Reasons for performing the study

Intra-articular soft tissue injuries of the equine tarsocrural joint have been poorly defined.

Methods

All horses that underwent arthroscopic surgery of a tarsocrural joint over a 10 year period were identified. Those with primary intra-articular soft tissue injuries were selected for inclusion and the cases evaluated retrospectively.

Results

Two hundred and eighty-one horses underwent tarsocrural joint arthroscopy during the study period, 30 of which met the inclusion criteria (30 joints). A combination of soft tissue lesions was more common than injury to a single structure. Injuries involved the joint capsule (n = 25), collateral ligaments (n = 20), dorsal plica (n = 8) and open communication between the tarsocrural joint and extensor bundle (n = 7).
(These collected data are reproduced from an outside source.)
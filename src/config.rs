use anyhow::{Context, Result};
use serde::{Deserialize, Serialize};
use std::path::{Path, PathBuf};
use tracing::info;

#[derive(Debug, Clone, Serialize, Deserialize)]
#[serde(default)]
pub struct Config {
    pub general: GeneralConfig,

    pub server: ServerConfig,
}

#[derive(Debug, Clone, Serialize, Deserialize)]
#[serde(default)]
pub struct GeneralConfig {
    /// Connection string for the embedded database, e.g.
    /// `sqlite:inkpot.db` or `sqlite::memory:`.
    pub database_path: String,

    pub log_level: String,

    /// Tokio worker threads; 0 uses the runtime default.
    pub worker_threads: usize,
}

impl Default for GeneralConfig {
    fn default() -> Self {
        Self {
            database_path: "sqlite:inkpot.db".to_string(),
            log_level: "info".to_string(),
            worker_threads: 0,
        }
    }
}

#[derive(Debug, Clone, Serialize, Deserialize)]
#[serde(default)]
pub struct ServerConfig {
    pub host: String,

    pub port: u16,
}

impl Default for ServerConfig {
    fn default() -> Self {
        Self {
            host: "0.0.0.0".to_string(),
            port: 8080,
        }
    }
}

impl Default for Config {
    fn default() -> Self {
        Self {
            general: GeneralConfig::default(),
            server: ServerConfig::default(),
        }
    }
}

impl Config {
    pub fn load() -> Result<Self> {
        let paths = Self::config_paths();

        for path in &paths {
            if path.exists() {
                info!("Loading config from: {}", path.display());
                return Self::load_from_path(path);
            }
        }

        info!("No config file found, using defaults");
        Ok(Self::default())
    }

    pub fn load_from_path(path: &Path) -> Result<Self> {
        let content = std::fs::read_to_string(path)
            .with_context(|| format!("Failed to read config file: {}", path.display()))?;

        let config: Self = toml::from_str(&content)
            .with_context(|| format!("Failed to parse config file: {}", path.display()))?;

        Ok(config)
    }

    pub fn save_to_path(&self, path: &Path) -> Result<()> {
        let content = toml::to_string_pretty(self)?;
        std::fs::write(path, content)
            .with_context(|| format!("Failed to write config file: {}", path.display()))?;
        Ok(())
    }

    fn config_paths() -> Vec<PathBuf> {
        let mut paths = vec![PathBuf::from("inkpot.toml")];

        if let Some(config_dir) = dirs::config_dir() {
            paths.push(config_dir.join("inkpot").join("config.toml"));
        }

        if let Some(home) = dirs::home_dir() {
            paths.push(home.join(".config").join("inkpot").join("config.toml"));
        }

        paths
    }

    #[must_use]
    pub fn default_config_path() -> PathBuf {
        PathBuf::from("inkpot.toml")
    }
}

#[cfg(test)]
mod tests {
    use super::*;

    #[test]
    fn default_config_round_trips_through_toml() {
        let config = Config::default();

        let toml_str = toml::to_string_pretty(&config).unwrap();
        let parsed: Config = toml::from_str(&toml_str).unwrap();

        assert_eq!(parsed.general.database_path, config.general.database_path);
        assert_eq!(parsed.server.port, config.server.port);
    }

    #[test]
    fn partial_config_fills_in_defaults() {
        let toml_str = r#"
            [server]
            port = 9090
        "#;

        let config: Config = toml::from_str(toml_str).unwrap();

        assert_eq!(config.server.port, 9090);
        assert_eq!(config.server.host, "0.0.0.0");
        assert_eq!(config.general.database_path, "sqlite:inkpot.db");
        assert_eq!(config.general.log_level, "info");
    }
}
Following arthroscopic surgery and rehabilitation, 81% of horses were able to return to their previous function.

Conclusion

Intra-articular soft tissue injuries of the tarsocrural joint may be associated with localising clinical signs of inflammation. This series represented 11% of the total number of arthroscopic procedures undertaken on that joint in a single referral hospital. Arthroscopic surgery allows accurate definition of the injuries and facilitates lesion management. Case outcome following arthroscopic debridement and a subsequent period of rehabilitation is favourable.

Potential relevance

In lame horses with clinical signs localised to the tarsocrural joint, disrupted intra-articular soft tissues should be considered in the list of differential diagnoses. Attending clinicians should consider arthroscopic evaluation in cases where primary intra-articular soft tissue injuries are suspected to be causative.